Olivier foi para o salão para ganhar um dinheiro extra. "Quando eu tinha uns 18, 19 anos, eu pedi um celular para o meu pai. Ele disse que me daria, mas eu teria de pagar a conta. Assim, comecei a trabalhar como office-boy no salão dos meus avós. Passei por todas as áreas e até curso de cabeleireiro fiz. Mas falta aptidão", diz o atual presidente da rede.

Julia Moraes/Folhapress
Inauguração do novo salão de Jacques Janine na rua Colômbia, no Jardim América
Inauguração do novo salão de Jacques Janine na rua Colômbia, no Jardim América

FUTURO

O executivo usa a história dos avós para explicar o investimento em uma nova matriz em tempos de crise. "Seu Jacques e a dona Janine viveram durante a Guerra. Sempre tentamos tirar coisas boas de momentos assim." A fase da economia colaborou com as negociações da nova sede do salão, por exemplo. Porém, ele não nega o impacto negativo. "O investidor se afastou, o cliente passou a ir com uma sazonalidade diferente. Todo esse movimento abalou, sim, a rede."

"Nas épocas de maior bonança, tínhamos clientes que vinham todos os dias ao salão", acrescenta Janine. "Algumas, até duas vezes ao dia: ela se preparava de manhã para o dia e voltava à noite, quando tinha algum jantar ou evento para ir."

As clientes não sumiram do salão, mas passaram a arrumar o cabelo em casa. "Hoje está quase na moda você estar bem naturalzinha."

De acordo com Olivier, a empresa deve crescer entre 12% e 13%. Neste ano, serão abertas mais duas unidades, uma em Campo Grande (MS) e outra no Rio de Janeiro.
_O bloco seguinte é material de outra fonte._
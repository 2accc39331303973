//! Fixed-window request limiter keyed by user and feature.
//!
//! State lives in process memory only, so every instance counts on its own
//! and all windows reset when the process restarts. Treat it as an abuse
//! deterrent rather than an exact quota.

use chrono::{DateTime, TimeDelta, Utc};
use dashmap::DashMap;
use serde::{Deserialize, Serialize};
use std::fmt;
use uuid::Uuid;

#[derive(Debug, Clone, Copy, PartialEq, Eq, Serialize, Deserialize)]
pub struct RateLimit {
    pub max_requests: u32,
    pub window_secs: u64,
}

impl RateLimit {
    pub const fn new(max_requests: u32, window_secs: u64) -> Self {
        Self {
            max_requests,
            window_secs,
        }
    }

    fn window(&self) -> TimeDelta {
        TimeDelta::try_seconds(self.window_secs.min(i64::MAX as u64) as i64)
            .unwrap_or(TimeDelta::MAX)
    }
}

/// Rate-limited surfaces. Each gets its own window per user.
#[derive(Debug, Clone, Copy, PartialEq, Eq, Hash, Serialize, Deserialize)]
#[serde(rename_all = "snake_case")]
pub enum Feature {
    Chat,
    Tank,
    Progress,
    Checkout,
    Admin,
}

impl Feature {
    pub fn as_str(&self) -> &'static str {
        match self {
            Feature::Chat => "chat",
            Feature::Tank => "tank",
            Feature::Progress => "progress",
            Feature::Checkout => "checkout",
            Feature::Admin => "admin",
        }
    }
}

impl fmt::Display for Feature {
    fn fmt(&self, f: &mut fmt::Formatter<'_>) -> fmt::Result {
        f.write_str(self.as_str())
    }
}

#[derive(Debug, Clone, PartialEq, Eq, Hash)]
pub struct RateLimitKey(String);

impl RateLimitKey {
    pub fn new(user_id: Uuid, feature: &str) -> Self {
        Self(format!("{user_id}:{feature}"))
    }

    pub fn for_feature(user_id: Uuid, feature: Feature) -> Self {
        Self::new(user_id, feature.as_str())
    }
}

impl fmt::Display for RateLimitKey {
    fn fmt(&self, f: &mut fmt::Formatter<'_>) -> fmt::Result {
        f.write_str(&self.0)
    }
}

#[derive(Debug, Clone, Copy, PartialEq, Eq, Serialize)]
pub struct RateLimitDecision {
    pub allowed: bool,
    pub limit: u32,
    pub remaining: u32,
    pub reset_at: DateTime<Utc>,
}

impl RateLimitDecision {
    /// Whole seconds until the window resets, never less than one.
    pub fn retry_after_secs(&self, now: DateTime<Utc>) -> u64 {
        let millis = (self.reset_at - now).num_milliseconds().max(0) as u64;
        millis.div_ceil(1000).max(1)
    }
}

#[derive(Debug, Clone, Copy)]
struct Window {
    count: u32,
    reset_at: DateTime<Utc>,
}

#[derive(Debug, Default)]
pub struct FixedWindowLimiter {
    windows: DashMap<RateLimitKey, Window>,
}

impl FixedWindowLimiter {
    pub fn new() -> Self {
        Self::default()
    }

    pub fn check(&self, key: &RateLimitKey, limit: RateLimit) -> RateLimitDecision {
        self.check_at(key, limit, Utc::now())
    }

    pub fn check_at(
        &self,
        key: &RateLimitKey,
        limit: RateLimit,
        now: DateTime<Utc>,
    ) -> RateLimitDecision {
        let mut entry = self.windows.entry(key.clone()).or_insert(Window {
            count: 0,
            reset_at: now,
        });
        let window = entry.value_mut();

        if window.count == 0 || now >= window.reset_at {
            window.count = 1;
            window.reset_at = now
                .checked_add_signed(limit.window())
                .unwrap_or(DateTime::<Utc>::MAX_UTC);
        } else {
            window.count = window.count.saturating_add(1);
        }

        RateLimitDecision {
            allowed: window.count <= limit.max_requests,
            limit: limit.max_requests,
            remaining: limit.max_requests.saturating_sub(window.count),
            reset_at: window.reset_at,
        }
    }

    /// Drops every window that has already elapsed and returns how many went.
    pub fn sweep_expired(&self, now: DateTime<Utc>) -> usize {
        let before = self.windows.len();
        self.windows.retain(|_, window| window.reset_at > now);
        before.saturating_sub(self.windows.len())
    }

    pub fn len(&self) -> usize {
        self.windows.len()
    }

    pub fn is_empty(&self) -> bool {
        self.windows.is_empty()
    }
}
//! Loopback stand-in for the hosted services, used by the HTTP client tests.

use axum::{
    http::{HeaderMap, Method, StatusCode, Uri},
    Json, Router,
};
use parking_lot::Mutex;
use serde_json::Value;
use std::sync::Arc;

/// One request as the upstream saw it.
#[derive(Debug, Clone)]
pub struct SeenRequest {
    pub method: Method,
    pub path: String,
    pub query: String,
    pub headers: HeaderMap,
    pub body: Value,
}

impl SeenRequest {
    pub fn header(&self, name: &str) -> &str {
        self.headers
            .get(name)
            .and_then(|v| v.to_str().ok())
            .unwrap_or("")
    }

    /// Decoded `key=value` pairs of the query string.
    pub fn query_pairs(&self) -> Vec<(String, String)> {
        url::form_urlencoded::parse(self.query.as_bytes())
            .into_owned()
            .collect()
    }
}

pub struct Upstream {
    pub url: String,
    seen: Arc<Mutex<Vec<SeenRequest>>>,
}

impl Upstream {
    /// Serves `reply` with `status` for every request on an ephemeral port.
    pub async fn start(status: StatusCode, reply: Value) -> Self {
        let seen = Arc::new(Mutex::new(Vec::new()));
        let log = seen.clone();
        let app = Router::new().fallback(
            move |method: Method, uri: Uri, headers: HeaderMap, body: String| {
                let log = log.clone();
                let reply = reply.clone();
                async move {
                    log.lock().push(SeenRequest {
                        method,
                        path: uri.path().to_string(),
                        query: uri.query().unwrap_or("").to_string(),
                        headers,
                        body: serde_json::from_str(&body).unwrap_or(Value::Null),
                    });
                    (status, Json(reply))
                }
            },
        );

        let listener = tokio::net::TcpListener::bind("127.0.0.1:0")
            .await
            .expect("bind loopback");
        let addr = listener.local_addr().expect("local addr");
        tokio::spawn(async move {
            let _ = axum::serve(listener, app).await;
        });

        Self {
            url: format!("http://{}", addr),
            seen,
        }
    }

    pub fn requests(&self) -> Vec<SeenRequest> {
        self.seen.lock().clone()
    }

    pub fn only_request(&self) -> SeenRequest {
        let requests = self.requests();
        assert_eq!(requests.len(), 1, "expected exactly one upstream call");
        requests[0].clone()
    }
}
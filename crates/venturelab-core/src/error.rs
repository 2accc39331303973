use thiserror::Error;

use crate::validation::ValidationError;

#[derive(Error, Debug)]
pub enum VentureLabError {
    #[error("IO error: {0}")]
    Io(#[from] std::io::Error),

    #[error("Serialization error: {0}")]
    Serialization(#[from] serde_json::Error),

    #[error("Validation error: {0}")]
    Validation(#[from] ValidationError),

    #[error("Configuration error: {0}")]
    Config(String),

    #[error("Not found: {0}")]
    NotFound(String),

    #[error("Invalid transition: {0}")]
    InvalidTransition(String),

    #[error("Invalid operation: {0}")]
    InvalidOperation(String),
}

pub type Result<T> = std::result::Result<T, VentureLabError>;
A rede tem projetos para explorar ainda mais a Flórida, nos EUA, onde já há um franqueado, em Orlando.

Com os netos dos fundadores, o Jacques Janine também busca se reposicionar entre os clientes mais jovens. "Muitas noivas que foram maquiadas pela Janine hoje trazem suas filhas e netas para a Chloé maquiar", diz Diane. A semelhança entre avó e neta na forma discreta de ser e a maquiagem natural impressiona os funcionários de longa data da casa.

Elegância que Janine admira em seu marido. "Nunca conheci alguém tão elegante na forma de trabalhar. Nunca fez nada espalhafatoso, seu trabalho era simples e bonito", afirma a fundadora da rede. A admiração mútua é o segredo, segundo ela, para o casamento durar tanto tempo. "Jacques sempre elogiou o meu trabalho, e eu o dele."

No começo do mês, seu Jacques, 86, soltou um "ulalá" quando entrou pela primeira vez na nova matriz. Diagnosticado com mal de Alzheimer em 2010, ele está afastado dos negócios. "Até os 80 anos ele vinha ao salão e, às vezes, cortava o cabelo das clientes mais antigas", diz Janine.

Oficialmente, tanto Jacques como Janine aposentaram as tesouras e os pincéis por volta dos 70 anos. Ela ainda cuida do negócio -trabalha todos os dias das 9h às 19h.